- [Exercise brief]: Only the number is wanted: how many lines in the data contain "looped"?

- [Records supplied]:

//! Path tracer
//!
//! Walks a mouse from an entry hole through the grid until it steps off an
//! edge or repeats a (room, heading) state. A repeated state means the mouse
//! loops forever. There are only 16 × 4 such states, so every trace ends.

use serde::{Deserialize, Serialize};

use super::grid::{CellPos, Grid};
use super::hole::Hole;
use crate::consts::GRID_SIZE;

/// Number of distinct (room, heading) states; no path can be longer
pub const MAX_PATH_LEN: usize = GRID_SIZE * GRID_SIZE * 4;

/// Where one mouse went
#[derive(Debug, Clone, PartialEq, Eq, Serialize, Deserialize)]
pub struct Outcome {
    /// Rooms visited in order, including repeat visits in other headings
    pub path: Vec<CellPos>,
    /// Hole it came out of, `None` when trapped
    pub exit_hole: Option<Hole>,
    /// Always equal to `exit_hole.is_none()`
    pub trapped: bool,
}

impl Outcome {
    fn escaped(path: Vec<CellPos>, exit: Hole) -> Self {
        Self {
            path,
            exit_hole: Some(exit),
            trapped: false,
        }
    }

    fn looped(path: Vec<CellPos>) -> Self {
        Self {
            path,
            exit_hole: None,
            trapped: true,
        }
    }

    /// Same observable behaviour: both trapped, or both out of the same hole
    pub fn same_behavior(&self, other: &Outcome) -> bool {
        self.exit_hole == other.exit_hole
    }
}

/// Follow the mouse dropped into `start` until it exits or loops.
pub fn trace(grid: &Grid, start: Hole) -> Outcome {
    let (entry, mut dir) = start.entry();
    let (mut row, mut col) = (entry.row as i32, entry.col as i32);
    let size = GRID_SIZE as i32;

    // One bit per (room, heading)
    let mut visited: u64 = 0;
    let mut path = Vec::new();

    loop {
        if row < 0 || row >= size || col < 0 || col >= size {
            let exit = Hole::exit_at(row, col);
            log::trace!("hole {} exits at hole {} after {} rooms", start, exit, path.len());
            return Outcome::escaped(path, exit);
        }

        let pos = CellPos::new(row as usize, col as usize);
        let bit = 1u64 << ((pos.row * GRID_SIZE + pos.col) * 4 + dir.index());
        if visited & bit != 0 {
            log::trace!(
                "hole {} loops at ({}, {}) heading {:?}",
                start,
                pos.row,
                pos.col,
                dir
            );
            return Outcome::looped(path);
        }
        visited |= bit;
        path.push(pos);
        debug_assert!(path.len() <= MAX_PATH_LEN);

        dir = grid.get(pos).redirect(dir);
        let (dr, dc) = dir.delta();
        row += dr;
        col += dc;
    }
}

==

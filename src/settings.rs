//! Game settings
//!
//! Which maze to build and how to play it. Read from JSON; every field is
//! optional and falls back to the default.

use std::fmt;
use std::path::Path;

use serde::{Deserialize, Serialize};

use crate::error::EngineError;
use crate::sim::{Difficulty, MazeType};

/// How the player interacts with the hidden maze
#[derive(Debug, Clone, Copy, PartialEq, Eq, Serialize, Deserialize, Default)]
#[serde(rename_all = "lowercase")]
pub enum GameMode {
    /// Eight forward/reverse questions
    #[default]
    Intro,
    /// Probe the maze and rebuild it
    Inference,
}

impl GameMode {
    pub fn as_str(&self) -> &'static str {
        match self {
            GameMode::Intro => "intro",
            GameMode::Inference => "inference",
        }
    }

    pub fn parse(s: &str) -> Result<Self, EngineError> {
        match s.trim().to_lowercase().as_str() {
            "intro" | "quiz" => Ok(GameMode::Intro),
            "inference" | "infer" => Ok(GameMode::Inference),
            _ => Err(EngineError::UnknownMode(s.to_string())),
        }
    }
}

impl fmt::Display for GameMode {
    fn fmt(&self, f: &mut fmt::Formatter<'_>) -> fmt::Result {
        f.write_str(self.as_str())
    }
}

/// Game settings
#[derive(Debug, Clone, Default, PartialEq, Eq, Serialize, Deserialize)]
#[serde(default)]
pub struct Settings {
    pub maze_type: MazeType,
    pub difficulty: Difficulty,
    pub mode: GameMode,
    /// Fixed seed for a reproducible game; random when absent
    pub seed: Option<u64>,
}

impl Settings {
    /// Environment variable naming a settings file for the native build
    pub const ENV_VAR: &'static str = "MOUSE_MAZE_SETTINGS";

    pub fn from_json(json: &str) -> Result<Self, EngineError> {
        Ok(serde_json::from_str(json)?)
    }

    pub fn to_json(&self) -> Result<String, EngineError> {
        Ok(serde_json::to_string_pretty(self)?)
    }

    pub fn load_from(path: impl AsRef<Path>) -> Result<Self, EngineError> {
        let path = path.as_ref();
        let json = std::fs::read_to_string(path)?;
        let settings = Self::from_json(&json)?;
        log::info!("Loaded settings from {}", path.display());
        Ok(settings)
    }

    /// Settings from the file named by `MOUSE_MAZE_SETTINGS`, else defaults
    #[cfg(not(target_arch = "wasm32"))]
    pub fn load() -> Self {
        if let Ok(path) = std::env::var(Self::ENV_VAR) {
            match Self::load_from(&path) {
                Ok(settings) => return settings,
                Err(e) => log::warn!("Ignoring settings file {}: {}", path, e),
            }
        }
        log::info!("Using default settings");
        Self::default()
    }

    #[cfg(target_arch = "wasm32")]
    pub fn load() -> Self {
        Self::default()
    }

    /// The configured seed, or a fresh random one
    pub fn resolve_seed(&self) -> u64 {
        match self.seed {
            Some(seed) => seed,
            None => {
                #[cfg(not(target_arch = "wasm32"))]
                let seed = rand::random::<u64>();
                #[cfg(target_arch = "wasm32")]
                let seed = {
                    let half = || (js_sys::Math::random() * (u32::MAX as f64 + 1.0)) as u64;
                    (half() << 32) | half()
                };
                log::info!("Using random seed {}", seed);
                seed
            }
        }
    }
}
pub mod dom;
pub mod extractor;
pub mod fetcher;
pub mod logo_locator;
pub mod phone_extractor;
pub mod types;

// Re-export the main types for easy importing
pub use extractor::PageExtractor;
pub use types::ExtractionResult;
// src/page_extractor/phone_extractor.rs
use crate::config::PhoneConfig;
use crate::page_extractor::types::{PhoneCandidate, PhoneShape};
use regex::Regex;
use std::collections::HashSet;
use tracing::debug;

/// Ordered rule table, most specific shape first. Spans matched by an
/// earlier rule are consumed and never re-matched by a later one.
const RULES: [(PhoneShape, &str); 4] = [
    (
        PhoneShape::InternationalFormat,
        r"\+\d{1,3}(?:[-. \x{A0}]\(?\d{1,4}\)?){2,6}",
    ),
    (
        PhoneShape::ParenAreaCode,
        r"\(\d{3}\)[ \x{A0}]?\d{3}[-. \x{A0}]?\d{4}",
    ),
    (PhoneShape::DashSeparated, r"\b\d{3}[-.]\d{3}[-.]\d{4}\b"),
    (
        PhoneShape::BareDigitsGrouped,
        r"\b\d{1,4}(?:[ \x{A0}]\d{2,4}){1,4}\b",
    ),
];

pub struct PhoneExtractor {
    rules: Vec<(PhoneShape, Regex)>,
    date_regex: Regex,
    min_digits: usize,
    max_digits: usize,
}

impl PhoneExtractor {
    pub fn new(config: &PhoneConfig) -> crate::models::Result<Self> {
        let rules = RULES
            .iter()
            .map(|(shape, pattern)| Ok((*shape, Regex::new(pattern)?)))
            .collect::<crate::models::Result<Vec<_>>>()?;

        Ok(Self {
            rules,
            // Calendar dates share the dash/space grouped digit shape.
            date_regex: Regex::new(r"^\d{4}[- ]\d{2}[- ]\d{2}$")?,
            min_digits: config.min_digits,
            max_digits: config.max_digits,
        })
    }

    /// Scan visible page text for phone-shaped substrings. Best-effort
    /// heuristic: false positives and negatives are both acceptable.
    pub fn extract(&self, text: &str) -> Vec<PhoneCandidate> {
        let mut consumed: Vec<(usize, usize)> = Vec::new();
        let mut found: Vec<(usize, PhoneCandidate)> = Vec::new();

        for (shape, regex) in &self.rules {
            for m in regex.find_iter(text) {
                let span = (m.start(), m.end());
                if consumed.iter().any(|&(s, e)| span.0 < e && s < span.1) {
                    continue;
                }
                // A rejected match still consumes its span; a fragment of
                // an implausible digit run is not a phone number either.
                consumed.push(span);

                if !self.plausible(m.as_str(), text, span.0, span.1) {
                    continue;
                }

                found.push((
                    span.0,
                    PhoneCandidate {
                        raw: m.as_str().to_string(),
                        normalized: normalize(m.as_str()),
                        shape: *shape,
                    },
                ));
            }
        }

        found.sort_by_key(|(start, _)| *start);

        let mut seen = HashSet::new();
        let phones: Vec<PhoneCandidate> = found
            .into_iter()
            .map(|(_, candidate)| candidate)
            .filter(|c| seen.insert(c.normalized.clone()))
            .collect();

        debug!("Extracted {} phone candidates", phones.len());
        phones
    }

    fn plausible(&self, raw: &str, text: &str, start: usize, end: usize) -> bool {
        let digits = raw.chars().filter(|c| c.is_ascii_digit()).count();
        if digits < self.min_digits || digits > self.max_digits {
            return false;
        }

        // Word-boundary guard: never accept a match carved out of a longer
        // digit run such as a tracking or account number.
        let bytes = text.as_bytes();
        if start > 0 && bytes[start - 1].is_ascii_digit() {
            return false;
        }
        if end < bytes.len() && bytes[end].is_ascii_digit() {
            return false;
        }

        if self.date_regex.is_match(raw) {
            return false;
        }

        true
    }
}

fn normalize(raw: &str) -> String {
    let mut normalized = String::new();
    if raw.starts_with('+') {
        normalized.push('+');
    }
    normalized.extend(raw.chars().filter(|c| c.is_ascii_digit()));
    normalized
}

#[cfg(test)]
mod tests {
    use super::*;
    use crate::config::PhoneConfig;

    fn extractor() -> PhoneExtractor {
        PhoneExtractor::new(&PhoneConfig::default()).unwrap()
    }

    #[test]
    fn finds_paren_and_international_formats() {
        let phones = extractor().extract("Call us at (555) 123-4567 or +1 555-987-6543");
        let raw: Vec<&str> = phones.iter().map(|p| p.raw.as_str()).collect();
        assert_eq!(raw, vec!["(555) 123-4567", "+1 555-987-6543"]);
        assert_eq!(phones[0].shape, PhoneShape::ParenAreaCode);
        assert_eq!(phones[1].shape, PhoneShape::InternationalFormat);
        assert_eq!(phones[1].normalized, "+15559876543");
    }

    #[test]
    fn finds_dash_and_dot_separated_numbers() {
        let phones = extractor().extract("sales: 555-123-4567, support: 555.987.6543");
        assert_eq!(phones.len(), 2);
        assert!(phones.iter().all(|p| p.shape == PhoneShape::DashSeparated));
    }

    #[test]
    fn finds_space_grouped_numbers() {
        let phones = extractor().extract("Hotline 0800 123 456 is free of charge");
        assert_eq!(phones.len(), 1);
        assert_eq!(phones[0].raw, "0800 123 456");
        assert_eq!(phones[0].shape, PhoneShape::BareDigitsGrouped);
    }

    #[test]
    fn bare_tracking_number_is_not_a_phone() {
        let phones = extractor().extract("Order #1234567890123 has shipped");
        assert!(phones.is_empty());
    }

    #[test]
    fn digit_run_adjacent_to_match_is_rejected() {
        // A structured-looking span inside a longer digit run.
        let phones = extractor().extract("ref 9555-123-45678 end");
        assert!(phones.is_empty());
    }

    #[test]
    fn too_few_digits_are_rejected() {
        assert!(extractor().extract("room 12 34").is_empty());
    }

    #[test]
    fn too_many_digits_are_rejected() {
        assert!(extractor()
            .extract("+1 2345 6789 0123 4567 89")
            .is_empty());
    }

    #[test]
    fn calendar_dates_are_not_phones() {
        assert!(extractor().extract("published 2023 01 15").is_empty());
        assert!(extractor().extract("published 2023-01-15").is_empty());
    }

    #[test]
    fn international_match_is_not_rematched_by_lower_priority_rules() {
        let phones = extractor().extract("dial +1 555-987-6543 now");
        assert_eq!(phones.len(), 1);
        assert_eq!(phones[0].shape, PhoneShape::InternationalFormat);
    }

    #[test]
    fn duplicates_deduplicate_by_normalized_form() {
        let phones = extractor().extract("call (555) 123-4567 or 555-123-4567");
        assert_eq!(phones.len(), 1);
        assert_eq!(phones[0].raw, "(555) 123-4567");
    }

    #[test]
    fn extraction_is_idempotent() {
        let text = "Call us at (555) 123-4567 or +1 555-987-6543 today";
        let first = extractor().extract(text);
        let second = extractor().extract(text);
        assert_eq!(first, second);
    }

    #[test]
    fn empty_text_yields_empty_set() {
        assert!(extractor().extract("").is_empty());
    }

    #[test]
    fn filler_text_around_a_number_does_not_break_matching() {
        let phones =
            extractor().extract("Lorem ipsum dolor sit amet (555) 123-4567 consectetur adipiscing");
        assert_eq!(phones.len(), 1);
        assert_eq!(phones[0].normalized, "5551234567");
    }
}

--

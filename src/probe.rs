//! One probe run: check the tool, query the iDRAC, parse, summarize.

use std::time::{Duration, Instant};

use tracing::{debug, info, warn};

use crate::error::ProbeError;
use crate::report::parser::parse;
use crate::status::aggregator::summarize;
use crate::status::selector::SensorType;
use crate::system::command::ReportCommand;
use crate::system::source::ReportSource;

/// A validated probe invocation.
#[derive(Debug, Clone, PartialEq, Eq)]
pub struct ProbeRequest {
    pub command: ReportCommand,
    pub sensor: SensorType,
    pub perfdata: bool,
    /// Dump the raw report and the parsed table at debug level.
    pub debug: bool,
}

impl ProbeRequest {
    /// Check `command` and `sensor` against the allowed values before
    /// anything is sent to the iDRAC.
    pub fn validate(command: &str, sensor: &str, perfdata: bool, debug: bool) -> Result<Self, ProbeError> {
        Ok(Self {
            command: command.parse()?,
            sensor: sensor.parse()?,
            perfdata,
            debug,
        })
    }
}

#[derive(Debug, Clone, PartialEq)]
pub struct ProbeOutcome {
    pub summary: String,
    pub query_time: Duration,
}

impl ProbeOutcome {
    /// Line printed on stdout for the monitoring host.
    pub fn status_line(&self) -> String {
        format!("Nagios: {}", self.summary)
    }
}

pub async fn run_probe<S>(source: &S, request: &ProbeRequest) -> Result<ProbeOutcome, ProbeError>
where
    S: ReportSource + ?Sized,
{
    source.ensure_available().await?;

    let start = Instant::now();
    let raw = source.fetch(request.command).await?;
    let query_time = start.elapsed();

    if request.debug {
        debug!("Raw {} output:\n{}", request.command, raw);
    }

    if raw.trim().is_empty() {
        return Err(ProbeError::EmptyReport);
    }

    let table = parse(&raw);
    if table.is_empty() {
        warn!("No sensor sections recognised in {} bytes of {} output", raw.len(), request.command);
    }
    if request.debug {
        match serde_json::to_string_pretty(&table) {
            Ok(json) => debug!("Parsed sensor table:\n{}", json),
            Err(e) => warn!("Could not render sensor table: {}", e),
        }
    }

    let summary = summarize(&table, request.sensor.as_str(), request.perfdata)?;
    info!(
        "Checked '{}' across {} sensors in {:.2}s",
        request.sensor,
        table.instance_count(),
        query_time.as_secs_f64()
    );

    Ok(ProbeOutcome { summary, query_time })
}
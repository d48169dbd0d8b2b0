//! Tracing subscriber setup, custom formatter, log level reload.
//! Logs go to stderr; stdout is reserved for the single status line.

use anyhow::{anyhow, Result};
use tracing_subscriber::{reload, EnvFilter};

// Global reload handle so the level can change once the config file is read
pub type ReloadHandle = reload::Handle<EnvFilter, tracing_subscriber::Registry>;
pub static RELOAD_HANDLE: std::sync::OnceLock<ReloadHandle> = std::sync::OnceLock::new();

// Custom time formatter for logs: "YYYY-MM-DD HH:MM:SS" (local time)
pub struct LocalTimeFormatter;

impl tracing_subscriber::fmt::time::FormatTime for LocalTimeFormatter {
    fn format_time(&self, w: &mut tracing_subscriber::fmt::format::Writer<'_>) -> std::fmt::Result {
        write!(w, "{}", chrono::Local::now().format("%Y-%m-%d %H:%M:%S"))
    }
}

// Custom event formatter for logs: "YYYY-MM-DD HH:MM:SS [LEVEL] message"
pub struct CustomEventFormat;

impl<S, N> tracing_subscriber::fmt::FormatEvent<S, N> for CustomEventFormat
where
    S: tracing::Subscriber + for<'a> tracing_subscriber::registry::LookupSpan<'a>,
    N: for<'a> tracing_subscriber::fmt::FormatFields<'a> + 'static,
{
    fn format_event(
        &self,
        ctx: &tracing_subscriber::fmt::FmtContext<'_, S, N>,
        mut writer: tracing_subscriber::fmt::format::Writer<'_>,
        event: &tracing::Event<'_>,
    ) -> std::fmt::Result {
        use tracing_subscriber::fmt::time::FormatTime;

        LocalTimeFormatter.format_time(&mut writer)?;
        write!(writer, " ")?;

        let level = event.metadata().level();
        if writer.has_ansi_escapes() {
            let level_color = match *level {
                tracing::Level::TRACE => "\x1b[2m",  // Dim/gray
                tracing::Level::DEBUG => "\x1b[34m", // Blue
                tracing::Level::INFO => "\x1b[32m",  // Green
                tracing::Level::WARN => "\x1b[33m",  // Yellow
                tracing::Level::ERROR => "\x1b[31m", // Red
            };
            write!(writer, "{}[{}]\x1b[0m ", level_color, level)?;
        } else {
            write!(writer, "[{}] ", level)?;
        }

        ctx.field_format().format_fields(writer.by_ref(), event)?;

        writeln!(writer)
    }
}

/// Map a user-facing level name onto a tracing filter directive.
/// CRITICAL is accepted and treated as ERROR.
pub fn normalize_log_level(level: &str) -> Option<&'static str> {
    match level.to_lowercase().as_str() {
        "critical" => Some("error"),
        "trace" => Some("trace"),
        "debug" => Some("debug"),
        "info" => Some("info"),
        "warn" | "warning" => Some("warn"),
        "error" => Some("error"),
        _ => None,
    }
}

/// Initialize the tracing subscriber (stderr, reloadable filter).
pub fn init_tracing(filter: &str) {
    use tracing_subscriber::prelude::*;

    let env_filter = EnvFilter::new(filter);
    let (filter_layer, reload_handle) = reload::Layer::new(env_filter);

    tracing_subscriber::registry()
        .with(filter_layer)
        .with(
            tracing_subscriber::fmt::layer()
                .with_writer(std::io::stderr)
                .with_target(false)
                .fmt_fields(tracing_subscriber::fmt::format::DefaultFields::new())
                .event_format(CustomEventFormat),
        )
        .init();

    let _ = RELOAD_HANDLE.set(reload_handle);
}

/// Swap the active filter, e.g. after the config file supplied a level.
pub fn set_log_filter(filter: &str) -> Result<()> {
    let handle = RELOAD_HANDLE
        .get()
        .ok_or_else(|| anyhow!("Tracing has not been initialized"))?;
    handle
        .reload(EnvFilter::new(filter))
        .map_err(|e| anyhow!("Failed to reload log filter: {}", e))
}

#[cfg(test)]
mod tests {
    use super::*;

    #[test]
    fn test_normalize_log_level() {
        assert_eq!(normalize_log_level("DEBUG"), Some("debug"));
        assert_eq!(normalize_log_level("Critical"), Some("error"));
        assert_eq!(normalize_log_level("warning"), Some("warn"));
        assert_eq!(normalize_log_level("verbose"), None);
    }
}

- [Completed exercise]: 2